HiddenAHB's Avatar - Comment posted on 03/12/2010 19:09
HiddenAHB
lolz yurz a homo!!11

/sarcasm
casesomething's Avatar - Comment posted on 03/12/2010 19:10
casesomething
So am I the only one that lasted a while for their first time? hm. Sex is cool, but I don't find it to be something that has to be perfect because then you are basically setting yourself up for disappointment. Anyone I've ever known with that mindset has been a least slightly disappointed. But if you are with someone who you are sexually comfortable with, I say why not? Though I definitely would not have my first time with someone who I wasn't in a relationship with. In my opinion, for your first time, you should have sex with someone who you know you will have sex with again. As simple as that.

Sex is something that does improves over time. It seems best when you are with someone who you have done it with before and have a mutual connection with. That is when it really is special. When you are both attracted to each other and passionate about what you are doing. When you know what gets the other going and she/he knows what gets you going. Great sex kicks ass, but your best sex will likely come with someone who you have worked on perfecting the art with.
El Supremo's Avatar - Comment posted on 03/12/2010 19:11
El Supremo
Dude: girls are not gross!, if you really think that way, you'll hardly find satisfaction in sex (with girls, at least).
Skulsan's Avatar - Comment posted on 03/12/2010 19:11
Skulsan
i would just like to say well done for staying pure for so long, in my experience, sex tend to complicate and aspect of any relationship it is brought into, i only wish i had the forethought to follow your path.
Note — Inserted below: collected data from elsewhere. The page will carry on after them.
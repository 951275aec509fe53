//! Command-line interface for pycensus.

use std::io;
use std::path::{Path, PathBuf};

use anyhow::Context;
use clap::{ArgAction, Args, Parser, Subcommand};
use tracing::{debug, info};
use tracing_subscriber::EnvFilter;

use crate::analysis::ProjectAnalyzer;
use crate::config::{Config, ParseErrorPolicy, UnhandledCallPolicy};
use crate::report::{self, CALLS_OUTPUT, DOCSTRINGS_OUTPUT};

/// Exit codes.
pub const EXIT_SUCCESS: i32 = 0;
pub const EXIT_USAGE: i32 = 1;
pub const EXIT_ERROR: i32 = 2;

/// Census of a Python project's call targets and docstrings.
///
/// pycensus parses every `.py` file below a directory and writes either a
/// call-frequency table or a qualified-path docstring table as JSON.
#[derive(Parser)]
#[command(name = "pycensus")]
#[command(author, version, about, long_about = None)]
pub struct Cli {
    /// Increase log verbosity (-v info, -vv debug, -vvv trace)
    #[arg(short, long, action = ArgAction::Count, global = true)]
    pub verbose: u8,

    #[command(subcommand)]
    pub command: Commands,
}

#[derive(Subcommand)]
pub enum Commands {
    /// Count how often each function or method name is called
    Calls(CallsArgs),
    /// Extract docstrings keyed by qualified path
    Docstrings(DocstringsArgs),
}

/// Options shared by both commands.
#[derive(Args)]
pub struct CommonArgs {
    /// Root directory of the Python project
    pub module_path: PathBuf,

    /// Path to config YAML file (default: auto-discover)
    #[arg(short, long)]
    pub config: Option<PathBuf>,

    /// Output file path
    #[arg(short, long)]
    pub output: Option<PathBuf>,

    /// Skip files that fail to parse instead of aborting
    #[arg(long)]
    pub keep_going: bool,

    /// Process files one at a time
    #[arg(long)]
    pub sequential: bool,
}

/// Arguments for the calls command.
#[derive(Args)]
pub struct CallsArgs {
    #[command(flatten)]
    pub common: CommonArgs,

    /// Fail on call expressions whose callee shape is not classified
    #[arg(long)]
    pub strict: bool,

    /// Print the N most called names
    #[arg(long, value_name = "N")]
    pub top: Option<usize>,
}

/// Arguments for the docstrings command.
#[derive(Args)]
pub struct DocstringsArgs {
    #[command(flatten)]
    pub common: CommonArgs,
}

/// Install the stderr log subscriber. `RUST_LOG` takes precedence over
/// the verbosity flag.
pub fn init_logging(verbose: u8) {
    let level = match verbose {
        0 => "warn",
        1 => "info",
        2 => "debug",
        _ => "trace",
    };
    let filter = EnvFilter::try_from_default_env().unwrap_or_else(|_| EnvFilter::new(level));

    // A second initialization (e.g. from tests) is not an error.
    let _ = tracing_subscriber::fmt()
        .with_env_filter(filter)
        .with_target(false)
        .with_writer(io::stderr)
        .try_init();
}

/// Load the configuration: an explicit file, else one found in the current
/// directory, else the defaults.
fn load_config(explicit: Option<&Path>) -> anyhow::Result<Config> {
    let path = match explicit {
        Some(path) => Some(path.to_path_buf()),
        None => Config::discover_in(Path::new(".")),
    };

    match path {
        Some(path) => {
            debug!(config = %path.display(), "loading config");
            Config::parse_file(&path)
                .with_context(|| format!("loading config {}", path.display()))
        }
        None => Ok(Config::default()),
    }
}

/// Apply command-line overrides to a loaded configuration.
fn apply_overrides(mut config: Config, common: &CommonArgs) -> Config {
    if common.keep_going {
        config.on_parse_error = ParseErrorPolicy::Skip;
    }
    if common.sequential {
        config.parallel = false;
    }
    config
}

fn analyzer_for(common: &CommonArgs, strict: bool) -> anyhow::Result<ProjectAnalyzer> {
    let mut config = apply_overrides(load_config(common.config.as_deref())?, common);
    if strict {
        config.on_unhandled_call = UnhandledCallPolicy::Fail;
    }
    ProjectAnalyzer::new(&common.module_path, config).context("invalid configuration")
}

/// Run the calls command.
pub fn run_calls(args: &CallsArgs) -> anyhow::Result<i32> {
    let analyzer = analyzer_for(&args.common, args.strict)?;
    let report = analyzer
        .analyze_calls()
        .with_context(|| format!("analyzing {}", args.common.module_path.display()))?;

    let output = args
        .common
        .output
        .clone()
        .unwrap_or_else(|| PathBuf::from(CALLS_OUTPUT));
    report::write_json(&output, &report.table)?;
    info!(files = report.files_analyzed, names = report.table.len(), "wrote call table");

    report::write_diagnostics(&report, report.table.unclassified());
    if let Some(limit) = args.top {
        report::write_top_calls(&report.table, limit);
    }

    println!("Calls summary extracted to {}", output.display());
    Ok(EXIT_SUCCESS)
}

/// Run the docstrings command.
pub fn run_docstrings(args: &DocstringsArgs) -> anyhow::Result<i32> {
    let analyzer = analyzer_for(&args.common, false)?;
    let report = analyzer
        .analyze_docstrings()
        .with_context(|| format!("analyzing {}", args.common.module_path.display()))?;

    let output = args
        .common
        .output
        .clone()
        .unwrap_or_else(|| PathBuf::from(DOCSTRINGS_OUTPUT));
    report::write_json(&output, &report.table)?;
    info!(files = report.files_analyzed, paths = report.table.len(), "wrote docstring table");

    report::write_diagnostics(&report, &[]);

    println!("Docstrings extracted to {}", output.display());
    Ok(EXIT_SUCCESS)
}
//! Output for pycensus reports.
//!
//! Tables are written as JSON in the layout Python's `json.dump` produces
//! with its defaults: `", "` and `": "` separators, non-ASCII characters
//! escaped. A human-readable summary goes to the terminal.

use std::fs;
use std::io::{self, Write};
use std::path::Path;

use anyhow::Context;
use colored::*;
use serde::Serialize;
use serde_json::ser::Formatter;

use crate::analysis::{CallTable, Report, UnclassifiedCall};

/// Default output file for the call-frequency report.
pub const CALLS_OUTPUT: &str = "calls.json";

/// Default output file for the docstring report.
pub const DOCSTRINGS_OUTPUT: &str = "docstrings.json";

/// Compact JSON with spaced separators and ASCII-only output.
#[derive(Debug, Clone, Copy, Default)]
pub struct PythonJsonFormatter;

impl Formatter for PythonJsonFormatter {
    fn begin_array_value<W>(&mut self, writer: &mut W, first: bool) -> io::Result<()>
    where
        W: ?Sized + Write,
    {
        if first {
            Ok(())
        } else {
            writer.write_all(b", ")
        }
    }

    fn begin_object_key<W>(&mut self, writer: &mut W, first: bool) -> io::Result<()>
    where
        W: ?Sized + Write,
    {
        if first {
            Ok(())
        } else {
            writer.write_all(b", ")
        }
    }

    fn begin_object_value<W>(&mut self, writer: &mut W) -> io::Result<()>
    where
        W: ?Sized + Write,
    {
        writer.write_all(b": ")
    }

    fn write_string_fragment<W>(&mut self, writer: &mut W, fragment: &str) -> io::Result<()>
    where
        W: ?Sized + Write,
    {
        let mut start = 0;
        for (i, ch) in fragment.char_indices() {
            if (' '..='~').contains(&ch) {
                continue;
            }
            writer.write_all(fragment[start..i].as_bytes())?;
            let mut units = [0u16; 2];
            for unit in ch.encode_utf16(&mut units) {
                write!(writer, "\\u{:04x}", unit)?;
            }
            start = i + ch.len_utf8();
        }
        writer.write_all(fragment[start..].as_bytes())
    }
}

/// Serialize `value` with [`PythonJsonFormatter`].
pub fn to_json_bytes<T: Serialize + ?Sized>(value: &T) -> serde_json::Result<Vec<u8>> {
    let mut buf = Vec::new();
    let mut serializer = serde_json::Serializer::with_formatter(&mut buf, PythonJsonFormatter);
    value.serialize(&mut serializer)?;
    Ok(buf)
}

/// Write `value` as JSON to `path`, replacing any existing file.
///
/// The document is fully serialized before the file is touched.
pub fn write_json<T: Serialize + ?Sized>(path: &Path, value: &T) -> anyhow::Result<()> {
    let json = to_json_bytes(value).context("serializing report")?;
    fs::write(path, json).with_context(|| format!("writing {}", path.display()))?;
    Ok(())
}

/// Print the `limit` most called names.
pub fn write_top_calls(table: &CallTable, limit: usize) {
    let top = table.most_common();
    if top.is_empty() || limit == 0 {
        return;
    }

    let width = top
        .iter()
        .take(limit)
        .map(|(name, _)| name.len())
        .max()
        .unwrap_or(0);

    println!();
    println!(
        "  {} {}",
        "Most called".cyan().bold(),
        format!("({} distinct names, {} calls)", table.len(), table.total()).dimmed()
    );
    for (name, count) in top.iter().take(limit) {
        println!("  {:<width$}  {}", name, count.to_string().bold(), width = width);
    }
    println!();
}

/// Print skipped files and unclassified call sites to stderr.
pub fn write_diagnostics<T>(report: &Report<T>, unclassified: &[UnclassifiedCall]) {
    for failed in &report.failed {
        eprintln!("{} skipped {}", "warning:".yellow().bold(), failed.error);
    }

    if !unclassified.is_empty() {
        eprintln!(
            "{} {} call site(s) with unclassified callee shapes:",
            "warning:".yellow().bold(),
            unclassified.len()
        );
        for call in unclassified {
            eprintln!(
                "  {}:{}  {}",
                call.path.display(),
                call.line,
                call.shape.dimmed()
            );
        }
    }
}
//! Python parser adapter backed by tree-sitter.

use std::fs;
use std::path::Path;

use once_cell::sync::OnceCell;
use streaming_iterator::StreamingIterator;
use tree_sitter::{Language, Node, Parser, Query, QueryCursor};

use super::SyntaxTree;
use crate::error::AnalysisError;

/// Tree-sitter query for locating syntax errors.
///
/// The grammar still accepts the Python 2 `print` and `exec` statements,
/// which are not valid Python 3.
const ERROR_QUERY: &str = "(ERROR) @error (print_statement) @error (exec_statement) @error";

/// Longest snippet of offending source quoted in a parse error.
const MAX_SNIPPET_LEN: usize = 40;

/// Static storage for the shared parser.
static PYTHON_PARSER: OnceCell<PythonParser> = OnceCell::new();

/// The process-wide Python parser, created on first use.
pub fn python_parser() -> Result<&'static PythonParser, AnalysisError> {
    PYTHON_PARSER.get_or_try_init(PythonParser::new)
}

/// Turns Python source text into a [`SyntaxTree`].
///
/// tree_sitter::Parser is not Sync, so a parser is created per call; the
/// grammar and the compiled error query are shared.
pub struct PythonParser {
    language: Language,
    error_query: Query,
}

impl PythonParser {
    pub fn new() -> Result<Self, AnalysisError> {
        let language: Language = tree_sitter_python::LANGUAGE.into();
        let error_query = Query::new(&language, ERROR_QUERY)?;
        Ok(Self {
            language,
            error_query,
        })
    }

    fn create_parser(&self) -> Result<Parser, AnalysisError> {
        let mut parser = Parser::new();
        parser.set_language(&self.language)?;
        Ok(parser)
    }

    /// Read and parse a file.
    ///
    /// Line endings are normalized to `\n` and a leading byte-order mark is
    /// dropped, matching how Python reads source in text mode.
    pub fn parse_file(&self, path: &Path) -> Result<SyntaxTree, AnalysisError> {
        let bytes = fs::read(path).map_err(|source| AnalysisError::Io {
            path: path.to_path_buf(),
            source,
        })?;
        let text = String::from_utf8(bytes).map_err(|_| AnalysisError::Encoding {
            path: path.to_path_buf(),
        })?;

        let text = match text.strip_prefix('\u{feff}') {
            Some(rest) => rest.to_string(),
            None => text,
        };
        let text = if text.contains('\r') {
            text.replace("\r\n", "\n").replace('\r', "\n")
        } else {
            text
        };

        self.parse(path, text)
    }

    /// Parse source text. Fails if the text is not valid Python; no error
    /// recovery is attempted.
    pub fn parse(&self, path: &Path, source: String) -> Result<SyntaxTree, AnalysisError> {
        let mut parser = self.create_parser()?;
        let tree = parser
            .parse(source.as_bytes(), None)
            .ok_or_else(|| AnalysisError::Parse {
                path: path.to_path_buf(),
                line: 1,
                column: 1,
                message: "parser produced no tree".to_string(),
            })?;

        let root = tree.root_node();
        if let Some((node, message)) = self.first_error(root, &source) {
            let position = node.start_position();
            return Err(AnalysisError::Parse {
                path: path.to_path_buf(),
                line: position.row + 1,
                column: position.column + 1,
                message,
            });
        }

        Ok(SyntaxTree::new(tree, source, path.to_path_buf()))
    }

    /// Locate the earliest ERROR, MISSING or Python 2 statement node under
    /// `root`.
    fn first_error<'t>(&self, root: Node<'t>, source: &str) -> Option<(Node<'t>, String)> {
        let mut cursor = QueryCursor::new();
        let mut matches = cursor.matches(&self.error_query, root, source.as_bytes());

        let mut error: Option<Node<'t>> = None;
        while let Some(m) = matches.next() {
            for capture in m.captures {
                if error.map_or(true, |e| capture.node.start_byte() < e.start_byte()) {
                    error = Some(capture.node);
                }
            }
        }

        let missing = if root.has_error() {
            find_missing(root)
        } else {
            None
        };
        match (error, missing) {
            (Some(e), Some(m)) if m.start_byte() < e.start_byte() => {
                Some((m, missing_message(m)))
            }
            (Some(e), _) => Some((e, error_message(e, source))),
            (None, Some(m)) => Some((m, missing_message(m))),
            (None, None) if root.has_error() => Some((root, "invalid syntax".to_string())),
            (None, None) => None,
        }
    }
}

fn find_missing(node: Node<'_>) -> Option<Node<'_>> {
    if node.is_missing() {
        return Some(node);
    }
    let mut cursor = node.walk();
    let children: Vec<_> = node.children(&mut cursor).collect();
    children
        .into_iter()
        .filter(|child| child.has_error())
        .find_map(find_missing)
}

fn missing_message(node: Node<'_>) -> String {
    format!("missing `{}`", node.kind())
}

fn error_message(node: Node<'_>, source: &str) -> String {
    match node.kind() {
        "print_statement" => "`print` statement is not valid in Python 3".to_string(),
        "exec_statement" => "`exec` statement is not valid in Python 3".to_string(),
        _ => unexpected_message(node, source),
    }
}

fn unexpected_message(node: Node<'_>, source: &str) -> String {
    let text = source
        .get(node.start_byte()..node.end_byte())
        .unwrap_or("")
        .lines()
        .next()
        .unwrap_or("")
        .trim();
    if text.is_empty() {
        return "invalid syntax".to_string();
    }
    let snippet: String = text.chars().take(MAX_SNIPPET_LEN).collect();
    format!("unexpected `{}`", snippet)
}
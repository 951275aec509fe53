//! Project-wide aggregation.
//!
//! The analyzer discovers files under a root, runs one of the per-file
//! extractions over each (in parallel unless configured otherwise), and
//! merges the per-file tables in discovery order. Because merging is always
//! sequential, parallel and sequential runs produce identical reports.

use std::path::{Path, PathBuf};

use rayon::prelude::*;
use serde::Serialize;
use tracing::{debug, info, warn};

use super::calls::{count_calls, CallTable};
use super::discovery::{discover_files, FileFilter};
use super::docstrings::{collect_docstrings, module_path, DocstringTable};
use super::parser::python_parser;
use crate::config::{Config, ParseErrorPolicy};
use crate::error::{AnalysisError, ConfigError};

/// A per-file result that can be folded into a project-wide one.
pub trait Merge: Default {
    fn merge(&mut self, other: Self);
}

impl Merge for CallTable {
    fn merge(&mut self, other: Self) {
        CallTable::merge(self, other);
    }
}

impl Merge for DocstringTable {
    fn merge(&mut self, other: Self) {
        DocstringTable::merge(self, other);
    }
}

/// A file left out of a report because it could not be parsed.
#[derive(Debug, Clone, PartialEq, Eq, Serialize)]
pub struct FailedFile {
    pub path: PathBuf,
    pub error: String,
}

/// Result of analyzing a project.
#[derive(Debug, Clone, Serialize)]
pub struct Report<T> {
    pub table: T,
    /// Files whose contribution is in `table`.
    pub files_analyzed: usize,
    /// Files skipped under [`ParseErrorPolicy::Skip`]; always empty otherwise.
    pub failed: Vec<FailedFile>,
}

impl<T> Report<T> {
    fn new(table: T) -> Self {
        Self {
            table,
            files_analyzed: 0,
            failed: Vec::new(),
        }
    }
}

/// Runs an analysis over every source file under a root.
pub struct ProjectAnalyzer {
    root: PathBuf,
    /// Leading module path segment; the root directory's name.
    package: Option<String>,
    config: Config,
    filter: FileFilter,
}

impl ProjectAnalyzer {
    pub fn new<P: AsRef<Path>>(root: P, config: Config) -> Result<Self, ConfigError> {
        let root = root.as_ref().to_path_buf();
        let filter = FileFilter::from_config(&config)?;
        let package = package_name(&root);
        Ok(Self {
            root,
            package,
            config,
            filter,
        })
    }

    pub fn root(&self) -> &Path {
        &self.root
    }

    pub fn config(&self) -> &Config {
        &self.config
    }

    /// Source files under the root, in the order they are merged.
    pub fn discover(&self) -> Result<Vec<PathBuf>, AnalysisError> {
        discover_files(&self.root, &self.filter)
    }

    /// Dotted module path of a discovered file.
    pub fn module_path_for(&self, file: &Path) -> String {
        match file.strip_prefix(&self.root) {
            Ok(relative) if !relative.as_os_str().is_empty() => {
                module_path(self.package.as_deref(), relative)
            }
            // The root is the file itself.
            _ => module_path(None, Path::new(file.file_name().unwrap_or_default())),
        }
    }

    /// Count call targets across the project.
    pub fn analyze_calls(&self) -> Result<Report<CallTable>, AnalysisError> {
        self.analyze(|path| self.calls_in_file(path))
    }

    /// Collect qualified-path docstrings across the project.
    pub fn analyze_docstrings(&self) -> Result<Report<DocstringTable>, AnalysisError> {
        self.analyze(|path| self.docstrings_in_file(path))
    }

    pub fn calls_in_file(&self, path: &Path) -> Result<CallTable, AnalysisError> {
        debug!(file = %path.display(), "counting calls");
        let tree = python_parser()?.parse_file(path)?;
        count_calls(&tree, self.config.on_unhandled_call)
    }

    pub fn docstrings_in_file(&self, path: &Path) -> Result<DocstringTable, AnalysisError> {
        let module = self.module_path_for(path);
        debug!(file = %path.display(), module = %module, "collecting docstrings");
        let tree = python_parser()?.parse_file(path)?;
        collect_docstrings(&tree, &module)
    }

    fn analyze<T, F>(&self, per_file: F) -> Result<Report<T>, AnalysisError>
    where
        T: Merge + Send,
        F: Fn(&Path) -> Result<T, AnalysisError> + Sync,
    {
        let files = self.discover()?;
        let mut report = Report::new(T::default());

        if self.config.parallel {
            let results: Vec<_> = files
                .par_iter()
                .map(|path| per_file(path.as_path()))
                .collect();
            for (path, result) in files.iter().zip(results) {
                self.merge_result(&mut report, path, result)?;
            }
        } else {
            for path in &files {
                self.merge_result(&mut report, path, per_file(path.as_path()))?;
            }
        }

        info!(
            root = %self.root.display(),
            analyzed = report.files_analyzed,
            failed = report.failed.len(),
            "analysis complete"
        );
        Ok(report)
    }

    fn merge_result<T: Merge>(
        &self,
        report: &mut Report<T>,
        path: &Path,
        result: Result<T, AnalysisError>,
    ) -> Result<(), AnalysisError> {
        match result {
            Ok(table) => {
                report.table.merge(table);
                report.files_analyzed += 1;
                Ok(())
            }
            Err(err)
                if err.is_parse_failure()
                    && self.config.on_parse_error == ParseErrorPolicy::Skip =>
            {
                warn!(file = %path.display(), error = %err, "skipping unparseable file");
                report.failed.push(FailedFile {
                    path: path.to_path_buf(),
                    error: err.to_string(),
                });
                Ok(())
            }
            Err(err) => Err(err),
        }
    }
}

/// Name of the root directory, resolving `.` and `..` when possible.
fn package_name(root: &Path) -> Option<String> {
    if root.is_file() {
        return None;
    }
    let resolved = root.canonicalize().unwrap_or_else(|_| root.to_path_buf());
    resolved
        .file_name()
        .map(|name| name.to_string_lossy().into_owned())
}

#[cfg(test)]
mod tests {
    use super::*;
    use crate::config::UnhandledCallPolicy;
    use std::fs;
    use tempfile::TempDir;

    fn write(root: &Path, relative: &str, content: &str) {
        let path = root.join(relative);
        fs::create_dir_all(path.parent().unwrap()).unwrap();
        fs::write(path, content).unwrap();
    }

    fn package(files: &[(&str, &str)]) -> (TempDir, PathBuf) {
        let temp = TempDir::new().unwrap();
        let root = temp.path().join("pkg");
        fs::create_dir(&root).unwrap();
        for (relative, content) in files {
            write(&root, relative, content);
        }
        (temp, root)
    }

    fn sequential() -> Config {
        Config {
            parallel: false,
            ..Config::default()
        }
    }

    #[test]
    fn test_calls_merge_across_files() {
        let (_temp, root) = package(&[
            ("one.py", "foo()\nfoo()\n"),
            ("two.py", "foo()\nobj.foo()\n"),
        ]);
        let report = ProjectAnalyzer::new(&root, Config::default())
            .unwrap()
            .analyze_calls()
            .unwrap();
        assert_eq!(report.table.count("foo"), 4);
        assert_eq!(report.files_analyzed, 2);
        assert!(report.failed.is_empty());
    }

    #[test]
    fn test_direct_and_attribute_calls_share_a_name() {
        let (_temp, root) = package(&[("one.py", "foo()\nfoo()\n"), ("two.py", "obj.foo()\n")]);
        let table = ProjectAnalyzer::new(&root, sequential())
            .unwrap()
            .analyze_calls()
            .unwrap()
            .table;
        assert_eq!(table.count("foo"), 3);
        assert_eq!(table.most_common(), vec![("foo", 3)]);
    }

    #[test]
    fn test_docstrings_are_qualified_by_root_and_path() {
        let (_temp, root) = package(&[
            ("__init__.py", "\"\"\"Top package.\"\"\"\n"),
            ("a.py", "class C:\n    \"\"\"c doc\"\"\"\n    def m(self):\n        \"\"\"m doc\"\"\"\n        helper()\n    def m(self):\n        pass\n"),
            ("sub/__init__.py", ""),
            ("sub/b.py", "def f():\n    'f doc'\n"),
        ]);
        let analyzer = ProjectAnalyzer::new(&root, Config::default()).unwrap();
        let table = analyzer.analyze_docstrings().unwrap().table;

        assert_eq!(table.get("pkg"), Some(Some("Top package.")));
        assert_eq!(table.get("pkg.a"), Some(None));
        assert_eq!(table.get("pkg.a.C"), Some(Some("c doc")));
        assert_eq!(table.get("pkg.a.C.m"), Some(None));
        assert_eq!(table.get("pkg.sub"), Some(None));
        assert_eq!(table.get("pkg.sub.b.f"), Some(Some("f doc")));

        let calls = analyzer.analyze_calls().unwrap().table;
        assert_eq!(calls.count("helper"), 1);
    }

    #[test]
    fn test_cross_file_collision_last_file_wins() {
        // `pkg/mod.py` and `pkg/mod/__init__.py` both map to `pkg.mod`;
        // `mod` sorts before `mod.py`.
        let (_temp, root) = package(&[
            ("mod/__init__.py", "'package doc'\n"),
            ("mod.py", "'module doc'\n"),
        ]);
        let table = ProjectAnalyzer::new(&root, sequential())
            .unwrap()
            .analyze_docstrings()
            .unwrap()
            .table;
        assert_eq!(table.get("pkg.mod"), Some(Some("module doc")));
        assert_eq!(table.len(), 1);
    }

    #[test]
    fn test_parse_error_aborts_by_default() {
        let (_temp, root) = package(&[("good.py", "f()\n"), ("bad.py", "def broken(:\n")]);
        let err = ProjectAnalyzer::new(&root, Config::default())
            .unwrap()
            .analyze_calls()
            .err()
            .unwrap();
        match err {
            AnalysisError::Parse { path, line, .. } => {
                assert!(path.ends_with("bad.py"));
                assert_eq!(line, 1);
            }
            other => panic!("expected parse error, got {:?}", other),
        }
    }

    #[test]
    fn test_parse_error_skipped_when_configured() {
        let (_temp, root) = package(&[("good.py", "f()\n"), ("bad.py", "def broken(:\n")]);
        let config = Config {
            on_parse_error: ParseErrorPolicy::Skip,
            ..Config::default()
        };
        let report = ProjectAnalyzer::new(&root, config)
            .unwrap()
            .analyze_calls()
            .unwrap();
        assert_eq!(report.table.count("f"), 1);
        assert_eq!(report.files_analyzed, 1);
        assert_eq!(report.failed.len(), 1);
        assert!(report.failed[0].path.ends_with("bad.py"));
    }

    #[test]
    fn test_strict_unhandled_call_is_not_skipped() {
        let (_temp, root) = package(&[("lam.py", "(lambda: 1)()\n")]);
        let config = Config {
            on_parse_error: ParseErrorPolicy::Skip,
            on_unhandled_call: UnhandledCallPolicy::Fail,
            ..Config::default()
        };
        let err = ProjectAnalyzer::new(&root, config)
            .unwrap()
            .analyze_calls()
            .err()
            .unwrap();
        assert!(matches!(err, AnalysisError::UnhandledCallShape { .. }));
    }

    #[test]
    fn test_parallel_matches_sequential() {
        let files: Vec<(String, String)> = (0..20)
            .map(|i| {
                (
                    format!("m{:02}.py", i),
                    format!("def f{i}():\n    'doc {i}'\n    shared()\n    only_{i}()\n"),
                )
            })
            .collect();
        let refs: Vec<(&str, &str)> = files.iter().map(|(p, c)| (p.as_str(), c.as_str())).collect();
        let (_temp, root) = package(&refs);

        let parallel = ProjectAnalyzer::new(&root, Config::default()).unwrap();
        let serial = ProjectAnalyzer::new(&root, sequential()).unwrap();

        assert_eq!(
            parallel.analyze_calls().unwrap().table,
            serial.analyze_calls().unwrap().table
        );
        assert_eq!(
            parallel.analyze_docstrings().unwrap().table,
            serial.analyze_docstrings().unwrap().table
        );
    }

    #[test]
    fn test_rerun_is_identical() {
        let (_temp, root) = package(&[("a.py", "x()\ny()\nx()\n")]);
        let analyzer = ProjectAnalyzer::new(&root, Config::default()).unwrap();
        let first = analyzer.analyze_calls().unwrap().table;
        let second = analyzer.analyze_calls().unwrap().table;
        assert_eq!(first, second);
    }

    #[test]
    fn test_empty_and_missing_roots() {
        let (temp, root) = package(&[]);
        let report = ProjectAnalyzer::new(&root, Config::default())
            .unwrap()
            .analyze_calls()
            .unwrap();
        assert!(report.table.is_empty());
        assert_eq!(report.files_analyzed, 0);

        let missing = temp.path().join("absent");
        let report = ProjectAnalyzer::new(&missing, Config::default())
            .unwrap()
            .analyze_docstrings()
            .unwrap();
        assert!(report.table.is_empty());
    }

    #[test]
    fn test_root_file_module_path() {
        let (_temp, root) = package(&[("tool.py", "def run():\n    'Run.'\n")]);
        let file = root.join("tool.py");
        let analyzer = ProjectAnalyzer::new(&file, Config::default()).unwrap();
        assert_eq!(analyzer.module_path_for(&file), "tool");

        let table = analyzer.analyze_docstrings().unwrap().table;
        assert_eq!(table.get("tool.run"), Some(Some("Run.")));
    }

    #[test]
    fn test_dot_root_uses_directory_name() {
        let (_temp, root) = package(&[("a.py", "")]);
        let analyzer = ProjectAnalyzer::new(root.join("."), Config::default()).unwrap();
        let file = analyzer.discover().unwrap().remove(0);
        assert_eq!(analyzer.module_path_for(&file), "pkg.a");
    }
}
far too much worth is put into such a simple act ( both in games and in real life) and i too try and avoid it at all costs in games, and in real life (though the latter is not by choice, what can i say, communicating both verbally and in written form just aint my thing .

one last thing, i applaud your bravery for being so honest, not only with us, but with yourself.
Skulsan's Avatar - Comment posted on 03/12/2010 19:12
Skulsan
i really need to learn to proof read
craigbezzle's Avatar - Comment posted on 03/12/2010 19:14
craigbezzle
Women are the fucking devil.













But their vaginas.....oh, man, their vaginas.
PlayHangman's Avatar - Comment posted on 03/12/2010 19:17
PlayHangman
I will write this though - I don't know the extent of your idealism but if it's too high, it might lead to dissapointment. Maybe. I'm not a soothsayer here.

I'm certainly an idealist, but I like to keep a fine balance between it and cynicism.